Pio died in 1968 at the age of 81. His health deteriorated in the 1960s but he continued his spiritual works. On 21 September 1968, the day after the 50th anniversary of his receiving the stigmata, Padre Pio felt great fatigue. The next day, on September 22, 1968, he was supposed to offer a Solemn Mass, but feeling weak, he asked his superior if he might say a Low Mass instead, as he had done daily for years. Due to the large number of pilgrims present for the Mass, Padre Pio's superior decided the Solemn Mass must proceed. Padre Pio carried out his duties but appeared extremely weak and fragile. His voice was weak and, after the Mass had concluded, he nearly collapsed while walking down the altar steps. He needed help from his Capuchin brothers. This was his last celebration of the Mass.
Early in the morning of 23 September 1968, Pio made his last confession and renewed his Franciscan vows. As was customary, he had his rosary in his hands, though he did not have the strength to say the Hail Marys aloud. Till the end, he repeated the words "Gesù, Maria" (Jesus, Mary). At around 2:30 a.m., he said, "I see two mothers" (taken to mean his mother and Mary). At 2:30 a.m. he died in his cell in San Giovanni Rotondo. With his last breath he whispered, "Maria!"

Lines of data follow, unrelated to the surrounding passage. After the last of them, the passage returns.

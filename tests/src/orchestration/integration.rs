#![cfg(test)]
use std::collections::BTreeSet;
use std::sync::atomic::Ordering;
use std::time::{Duration, Instant};

use scout_common::target::Target;
use scout_core::{FailureKind, Outcome, ScanOrchestrator};

use crate::stubs::{Capturing, Delayed, Failing, Panicking, Prompting, Silent};

fn target() -> Target {
    "https://example.com".parse().unwrap()
}

/// Every registered source shows up exactly once in the report.
#[tokio::test]
async fn report_keys_match_registered_sources() {
    let orchestrator = ScanOrchestrator::builder()
        .register(Delayed::new("alpha", 10, "a"))
        .register(Failing::new("beta", FailureKind::NoData))
        .register(Delayed::new("gamma", 5, "c"))
        .build()
        .unwrap();

    let report = orchestrator.scan(&target()).await;

    let keys: BTreeSet<&str> = report.names().collect();
    let expected: BTreeSet<&str> = ["alpha", "beta", "gamma"].into_iter().collect();
    assert_eq!(keys, expected);
    assert_eq!(report.len(), 3);
}

/// A source that fails or panics does not disturb the others.
#[tokio::test]
async fn failures_stay_isolated() {
    let orchestrator = ScanOrchestrator::builder()
        .register(Delayed::new("first", 20, "one"))
        .register(Panicking::new("broken"))
        .register(Failing::new("offline", FailureKind::TransportError))
        .register(Delayed::new("last", 10, "two"))
        .build()
        .unwrap();

    let report = orchestrator.scan(&target()).await;

    assert_eq!(report.get("first"), Some(&Outcome::success("one")));
    assert_eq!(report.get("last"), Some(&Outcome::success("two")));
    assert_eq!(
        report.get("broken").and_then(Outcome::failure_kind),
        Some(FailureKind::Panicked)
    );
    assert_eq!(
        report.get("offline").and_then(Outcome::failure_kind),
        Some(FailureKind::TransportError)
    );
}

/// Order follows registration even when the first source finishes last.
#[tokio::test]
async fn order_is_registration_order() {
    let orchestrator = ScanOrchestrator::builder()
        .register(Delayed::new("slow", 150, "s"))
        .register(Delayed::new("fast", 0, "f"))
        .register(Delayed::new("medium", 50, "m"))
        .build()
        .unwrap();

    let report = orchestrator.scan(&target()).await;

    let names: Vec<&str> = report.names().collect();
    assert_eq!(names, ["slow", "fast", "medium"]);
}

/// Sources run concurrently: total time is close to the slowest one.
#[tokio::test]
async fn sources_run_concurrently() {
    let orchestrator = ScanOrchestrator::builder()
        .register(Delayed::new("a", 200, "a"))
        .register(Delayed::new("b", 300, "b"))
        .register(Delayed::new("c", 100, "c"))
        .build()
        .unwrap();

    let started = Instant::now();
    let report = orchestrator.scan(&target()).await;
    let elapsed = started.elapsed();

    assert_eq!(report.successes().count(), 3);
    assert!(elapsed >= Duration::from_millis(300), "finished too early: {elapsed:?}");
    assert!(elapsed < Duration::from_millis(500), "ran sequentially: {elapsed:?}");
}

/// The dependent source is handed the complete first wave.
#[tokio::test]
async fn dependent_source_receives_first_wave() {
    let capture = Capturing::new("summary");
    let seen = capture.seen();

    let orchestrator = ScanOrchestrator::builder()
        .register(Delayed::new("A", 30, "alpha"))
        .register(capture)
        .register(Failing::new("B", FailureKind::BadStatus))
        .build()
        .unwrap();

    let report = orchestrator.scan(&target()).await;

    let prior = seen.lock().unwrap().clone().expect("dependent source was not invoked");
    let prior_names: Vec<&str> = prior.names().collect();
    assert_eq!(prior_names, ["A", "B"]);
    assert_eq!(prior.get("A"), Some(&Outcome::success("alpha")));
    assert!(prior.get("summary").is_none());

    assert_eq!(report.get("summary"), Some(&Outcome::success("saw A,B")));
    let names: Vec<&str> = report.names().collect();
    assert_eq!(names, ["A", "summary", "B"]);
}

/// Both first-wave payloads reach the analysis prompt of the dependent source.
#[tokio::test]
async fn analysis_prompt_embeds_both_first_wave_payloads() {
    let analysis = Prompting::new("ai_analysis");
    let prompt = analysis.prompt();

    let orchestrator = ScanOrchestrator::builder()
        .register(Delayed::new("first", 30, "A"))
        .register(Delayed::new("second", 10, "B"))
        .register(analysis)
        .build()
        .unwrap();

    let report = orchestrator.scan(&target()).await;
    assert_eq!(report.get("ai_analysis"), Some(&Outcome::success("prompt composed")));

    let prompt = prompt.lock().unwrap().clone().expect("analysis source was not invoked");
    assert!(prompt.contains("### first\nA"), "{prompt}");
    assert!(prompt.contains("### second\nB"), "{prompt}");
    assert!(prompt.find("### first") < prompt.find("### second"));
}

/// A source that never answers is cut off at its own timeout.
#[tokio::test]
async fn silent_source_times_out() {
    let orchestrator = ScanOrchestrator::builder()
        .register_with_timeout(Silent::new("void"), Duration::from_secs(1))
        .register(Delayed::new("ok", 0, "fine"))
        .build()
        .unwrap();

    let started = Instant::now();
    let report = orchestrator.scan(&target()).await;
    let elapsed = started.elapsed();

    assert_eq!(
        report.get("void").and_then(Outcome::failure_kind),
        Some(FailureKind::Timeout)
    );
    assert_eq!(report.get("ok"), Some(&Outcome::success("fine")));
    assert!(elapsed >= Duration::from_millis(950), "timed out early: {elapsed:?}");
    assert!(elapsed < Duration::from_millis(1_500), "timeout not enforced: {elapsed:?}");
}

/// The overall deadline bounds the scan and keeps finished results.
#[tokio::test]
async fn deadline_bounds_the_whole_scan() {
    let orchestrator = ScanOrchestrator::builder()
        .register(Delayed::new("quick", 10, "q"))
        .register(Silent::new("stuck"))
        .deadline(Duration::from_millis(300))
        .build()
        .unwrap();

    let started = Instant::now();
    let report = orchestrator.scan(&target()).await;

    assert!(started.elapsed() < Duration::from_secs(1));
    assert_eq!(report.get("quick"), Some(&Outcome::success("q")));
    assert_eq!(
        report.get("stuck").and_then(Outcome::failure_kind),
        Some(FailureKind::Timeout)
    );
}

/// Repeated scans with deterministic sources give the same outcomes and call
/// each source once per scan.
#[tokio::test]
async fn repeated_scans_are_consistent() {
    let alpha = Delayed::new("alpha", 5, "a");
    let calls = alpha.calls();
    let orchestrator = ScanOrchestrator::builder()
        .register(alpha)
        .register(Failing::new("beta", FailureKind::NoData))
        .build()
        .unwrap();

    let first = orchestrator.scan(&target()).await;
    let second = orchestrator.scan(&target()).await;

    let outcomes = |report: &scout_core::ScanReport| -> Vec<(String, Outcome)> {
        report
            .iter()
            .map(|(name, outcome)| (name.to_string(), outcome.clone()))
            .collect()
    };
    assert_eq!(outcomes(&first), outcomes(&second));
    assert_eq!(calls.load(Ordering::SeqCst), 2);
}

#[tokio::test]
async fn malformed_target_is_rejected_before_dispatch() {
    let alpha = Delayed::new("alpha", 0, "a");
    let calls = alpha.calls();
    let orchestrator = ScanOrchestrator::builder().register(alpha).build().unwrap();

    assert!(orchestrator.scan_raw("   ").await.is_err());
    assert!(orchestrator.scan_raw("ftp://example.com").await.is_err());
    assert_eq!(calls.load(Ordering::SeqCst), 0);
}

His body was buried on 26 September in a crypt in the Church of Our Lady of Grace. His Requiem Mass was attended by over 100,000 people. He had often said, "After my death I will do more. My real mission will begin after my death." The accounts of those who stayed with Padre Pio till the end state that the stigmata had completely disappeared without a scar. Only a red mark "as if drawn by a red pencil" remained on his side but it disappeared.
Padre Pio was said to have had the gift of reading souls, the ability to bilocate, among other supernatural phenomena. He was said to communicate with angels and worked favors and healings before they were requested of him. The reports of supernatural phenomena surrounding Padre Pio attracted fame and legend. The Vatican was initially skeptical.
In the 1999 book, Padre Pio: The Wonder Worker, a segment by Irish priest Malachy Gerard Carroll describes the story of Gemma de Giorgi, a Sicilian girl whose blindness was believed to have been cured during a visit to Padre Pio. Gemma, who was brought to San Giovanni Rotondo in 1947 by her grandmother, was born without pupils. During her trip to see Padre Pio, the little girl began to see objects, including a steamboat and the sea. Gemma's grandmother did not believe the child had been healed. After Gemma forgot to ask Padre Pio for grace during her confession, her grandmother implored the priest to ask God to restore her sight. Padre Pio told her, "The child must not weep and neither must you for the child sees and you know she sees."
Father Gabriele Amorth, senior exorcist of Vatican City, stated in an interview that Padre Pio was able to distinguish between real apparitions of Jesus, Mary and the saints and the illusions created by the devil, by carefully analysing the state of his mind and the feelings produced in him during the apparitions. In one of Padre Pio's letters, he states that he remained patient in the midst of his trials because of his firm belief that Jesus, Mary, his guardian angel, St Joseph, and St Francis were always with him and helped him 
During his period of spiritual suffering, his followers believe that Padre Pio was attacked by the devil, both physically and spiritually. His followers also believe that the devil used diabolical tricks in order to increase Padre Pio's torments. These included apparitions as an "angel of light" and the alteration or destruction of letters to and from his spiritual directors. Padre Augustine confirmed this when he said:
Now, twenty-two days have passed since Jesus allowed the devils to vent their anger on me. My Father, my whole body is bruised from the beatings that I have received to the present time by our enemies. Several times, they have even torn off my shirt so that they could strike my exposed flesh.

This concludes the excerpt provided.